Баба Тахер Орьян

Поделись знанием:
(перенаправлено с «Баба Тахер»)
Перейти к: навигация, поиск

Баба Тахер Орьян (перс. بابا طاهر‎ — Bâbâ Tâher, около 1000 — после 1055) — один из ранних представителей персидской поэзии, мистик. Большая часть его биографии остаётся не прояснённой.





Биография

Баба Тахер жил, предположительно, в Хамадане между 1000 и 1055 годами.[1] По другим сведениям, он умер в 1019 году. Его описывают как очень доверчивого и скромного человека, который однако часто оказывался объектом шуток со стороны сограждан. Одна из легенд гласит, что как-то зимой люди посоветовали ему искупаться в морозной воде городского фонтана, чтобы стать поэтом. Поверив им, он разделся и вошёл в воду. Увидев, что люди смеются над ним, он разочаровался и вышел из фонтана. Однако после этого он в действительности стал поэтом.

Баба Тахер писал на языке «лори» (известном также как лурский диалект). Его четверостишия дубейти проникнуты экстатическим стремлением к постижению Бога как конечной истины (хакк) и обличают неправедность и несправедливости этого мира. Простота и безыскусственность образных средств в поэзии Бабы Тахер Орьяна сближает её с фольклором. Стихи Баба Тахира долгое время передавались из уст в уста и были записаны не ранее XVII века. Также он писал теологические трактаты на арабском языке.[1]

Дубейти

Примеры дубейти (в переводе Д.М. Седых)[2]:

Таким уж создан я – весёлым и печальным,
И всё ж нельзя меня считать необычайным.
Из праха создан я. Кого там только нет?!
А значит, я таким родился не случайно.

Печаль моей любви меня в пустыни гонит,
И жизнь моя, увы, в песках несчастий тонет.
А ты твердишь: терпи!
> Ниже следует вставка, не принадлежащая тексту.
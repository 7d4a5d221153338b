//! Ollama caption source for local vision model inference.
//!
//! Talks to a local Ollama instance via its HTTP API. No authentication.

use std::time::Duration;

use async_trait::async_trait;
use base64::Engine;
use serde::{Deserialize, Serialize};

use super::CaptionSource;
use crate::config::OllamaConfig;
use crate::error::PipelineError;
use crate::pipeline::LoadedImage;

/// Captions images with a vision model served by Ollama.
pub struct OllamaCaptioner {
    endpoint: String,
    model: String,
    prompt: String,
    timeout: Duration,
    client: reqwest::Client,
}

impl OllamaCaptioner {
    pub fn new(config: &OllamaConfig, timeout: Duration) -> Self {
        Self {
            endpoint: config.endpoint.trim_end_matches('/').to_string(),
            model: config.model.clone(),
            prompt: config.prompt.clone(),
            timeout,
            client: reqwest::Client::new(),
        }
    }

    pub fn model(&self) -> &str {
        &self.model
    }

    fn error(image: &LoadedImage, message: String, status_code: Option<u16>) -> PipelineError {
        PipelineError::Caption {
            path: image.path.clone(),
            message,
            status_code,
        }
    }
}

/// Ollama /api/generate request body.
#[derive(Serialize)]
struct OllamaRequest<'a> {
    model: &'a str,
    prompt: &'a str,
    images: Vec<String>,
    stream: bool,
    options: OllamaOptions,
}

#[derive(Serialize)]
struct OllamaOptions {
    temperature: f32,
    num_predict: u32,
}

/// Ollama /api/generate response.
#[derive(Deserialize)]
struct OllamaResponse {
    response: String,
}

#[async_trait]
impl CaptionSource for OllamaCaptioner {
    fn name(&self) -> &str {
        "ollama"
    }

    async fn caption(&self, image: &LoadedImage) -> Result<String, PipelineError> {
        let url = format!("{}/api/generate", self.endpoint);

        let body = OllamaRequest {
            model: &self.model,
            prompt: &self.prompt,
            images: vec![base64::engine::general_purpose::STANDARD.encode(image.bytes.as_slice())],
            stream: false,
            options: OllamaOptions {
                temperature: 0.0,
                num_predict: 60,
            },
        };

        let resp = self
            .client
            .post(&url)
            .json(&body)
            .timeout(self.timeout)
            .send()
            .await
            .map_err(|e| Self::error(image, format!("Ollama request failed: {e}"), None))?;

        let status = resp.status();
        if !status.is_success() {
            let text = resp.text().await.unwrap_or_default();
            return Err(Self::error(
                image,
                format!("Ollama HTTP {status}: {text}"),
                Some(status.as_u16()),
            ));
        }

        let parsed: OllamaResponse = resp.json().await.map_err(|e| {
            Self::error(image, format!("Failed to parse Ollama response: {e}"), None)
        })?;

        let text = parsed.response.trim().to_string();
        if text.is_empty() {
            return Err(Self::error(
                image,
                "Ollama returned an empty caption".to_string(),
                None,
            ));
        }
        tracing::debug!("{} caption: {}", image.file_name, text);
        Ok(text)
    }
}
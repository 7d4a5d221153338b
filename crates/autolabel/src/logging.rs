//! Logging setup.
//!
//! Logs always go to stderr; stdout carries the frequency table.

use tracing_subscriber::{fmt, prelude::*, EnvFilter};

/// Map a configured level onto a default filter directive.
///
/// `verbose` raises anything quieter than debug to debug.
fn default_directive(level: &str, verbose: bool) -> &'static str {
    match level {
        "trace" => "trace",
        "debug" => "debug",
        _ if verbose => "debug",
        "error" => "error",
        "warn" => "warn",
        _ => "info",
    }
}

/// Install the global subscriber. `RUST_LOG` wins over `level`.
pub fn init(level: &str, verbose: bool, json_format: bool) {
    let filter = EnvFilter::try_from_default_env()
        .unwrap_or_else(|_| EnvFilter::new(default_directive(level, verbose)));

    if json_format {
        tracing_subscriber::registry()
            .with(filter)
            .with(fmt::layer().json().with_writer(std::io::stderr))
            .init();
    } else {
        tracing_subscriber::registry()
            .with(filter)
            .with(
                fmt::layer()
                    .with_target(false)
                    .with_writer(std::io::stderr)
                    .with_ansi(true),
            )
            .init();
    }
}

/// Initialize logging from `[logging]`, with CLI flags taking precedence.
pub fn init_from_config(config: &autolabel_core::Config, verbose: bool, json_logs: bool) {
    let json_format = json_logs || config.logging.format == "json";
    init(&config.logging.level, verbose, json_format);
}
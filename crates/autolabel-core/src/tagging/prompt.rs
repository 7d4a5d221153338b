//! Detector prompt built from extracted tags.

use std::fmt;

/// A detector prompt: lower-cased, trimmed and terminated with a period.
#[derive(Debug, Clone, PartialEq, Eq, Hash)]
pub struct Prompt(String);

impl Prompt {
    /// Normalize a separator-joined tag string into a prompt.
    ///
    /// An existing trailing period is not doubled; an empty tag string
    /// becomes `"."`.
    pub fn from_tags(tags: &str) -> Self {
        let mut text = tags.to_lowercase().trim().to_string();
        if !text.ends_with('.') {
            text.push('.');
        }
        Self(text)
    }

    pub fn as_str(&self) -> &str {
        &self.0
    }

    /// True when the prompt carries no tags.
    pub fn is_empty(&self) -> bool {
        self.0 == "."
    }

    pub fn into_string(self) -> String {
        self.0
    }
}

impl fmt::Display for Prompt {
    fn fmt(&self, f: &mut fmt::Formatter<'_>) -> fmt::Result {
        f.write_str(&self.0)
    }
}

impl AsRef<str> for Prompt {
    fn as_ref(&self) -> &str {
        &self.0
    }
}

#[cfg(test)]
mod tests {
    use super::*;

    #[test]
    fn test_lowercases_and_terminates() {
        assert_eq!(Prompt::from_tags("Cat, Table").as_str(), "cat, table.");
    }

    #[test]
    fn test_trims_whitespace() {
        assert_eq!(Prompt::from_tags("  cup  ").as_str(), "cup.");
    }

    #[test]
    fn test_existing_period_not_doubled() {
        assert_eq!(Prompt::from_tags("cup.").as_str(), "cup.");
    }

    #[test]
    fn test_empty_tags() {
        let prompt = Prompt::from_tags("");
        assert_eq!(prompt.as_str(), ".");
        assert!(prompt.is_empty());
    }
}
Я плачу, но терплю,
Хоть знаю, что меня терпение хоронит.

Дыхание твоё свежей рассветных рос,
Хмелею без вина от амбры черных кос,
Когда же по ночам твой образ обнимаю,
От ложа поутру исходит запах роз.

Я плачу по ночам, живу, как полутруп,
Но с близкими – и то на излиянья скуп.
Кто настежь пред людьми распахивает двери
В тайник своей души, безумен или глуп.

И НЕБУ,И ЗЕМЛЕ...(РУБАИ) 9)

 Тобою потрясён я, словно ад, пылаю,
 Неверным так пылать - и то не пожелаю,
 Но всё же на огонь лечу, как мотылёк.
 А, может, этот ад и есть блаженство рая?

11)

 Всей красоты твоей я так и не постиг.
 Тюльпаны с горных круч ко мне приходят в стих.
 Но ты - красивей их, к тому ж - цветут неделю,
 А ты - надежда всех бессчётных дней моих.

27)

  Всевышний судия! Так поступать не дело!
  Ни ночи нет, ни дня, чтоб сердце не болело.
  Я вечно слёзы лью - и всё из-за него.
  Возьми его назад, оно мне надоело.

44)

  Могу ли я тебя в разлуке позабыть?
  Иной свободы нет, как, мучаясь, любить!
  И, если в сердце ты остаться не захочешь,
  Свободе в нём не быть и красоте не быть.

57)

  Ты - слиток серебра. Хоть по твоей вине
  Пылаю день и ночь, увы, не льнёшь ко мне.
  Я знаю отчего. Ты,как огня боишься, 
  Того, что серебро расплавится в огне.

116)

   Молчанию гробниц мой плач вполне под стать,
   Хоть плачу от того, что не могу молчать.
   Мне говорят: "Молчишь - не знаешь, значит, горя"
   Нет, горя я хлебнул, но мочи нет кричать.

148)

   Любовь дарит шипы. А розы - лишь вначале. 
   Опять вернулись дни сомнений и печали. 
   Я получил письмо. Красавица моя 
   Мне больше не верна. Была ль верна? Едва ли.

190)

   Я сердце положить готов на твой порог, 
   Я голову отдать мечу в залог. 
   На что она, когда собою не владею? 
   Когда от страсти я, безумец, изнемог?

191)

   Любовь к тебе слепит и жжёт сильней огня, 
   Лишь горсточку золы оставив от меня. 
   Но даже если ты любовь под корень срубишь, 
   Побеги прорастут немедленно из пня.

262)

   Одни - боятся мук, другие - жаждут мук, 
   Одним - подай бальзам, другим - подай недуг, 
   А мне по сердцу то, что нравится любимой. 
   Приму и радость встреч, приму и боль разлук.

278)

   Счастливцы те, кому к тебе доступен вход, 
   Ты осыпаешь их дождём своих щедрот. 
   Таков закон любви, проверенный веками: 
   Кто дерзок, тот всегда срывает лучший плод.

[3]

Напишите отзыв о статье "Баба Тахер Орьян"

Литература

  • Жуковский В. Кое-что о Баба-Тахире Голыше. «Записки Восточного отделения Русского археологического общества». 1901. т. 13.
  • Занд М. И. Шесть веков славы. — М. 1964. с. 172—73.
  • Заби-холла Сафа. Тарихе адабият дар Иран. т. 2. — Тегеран. 1336. (1957).
  • Browne E. G. A literary history of Persia. v. 2. — Camb. 1956.

Примечания

  1. 1 2 [bse.sci-lib.com/article086507.html Баба Тахер Орьян] в БСЭ.
  2. [www.niworld.ru/Skazki/Sk_vost_folk/Baba%20Tahir.htm Дубейти] Баба Тахир Орйана.
  3. Выдержки из однотомника классической литературы "Родник жемчужин" м-н О. Османова (Московский рабочий, 1979)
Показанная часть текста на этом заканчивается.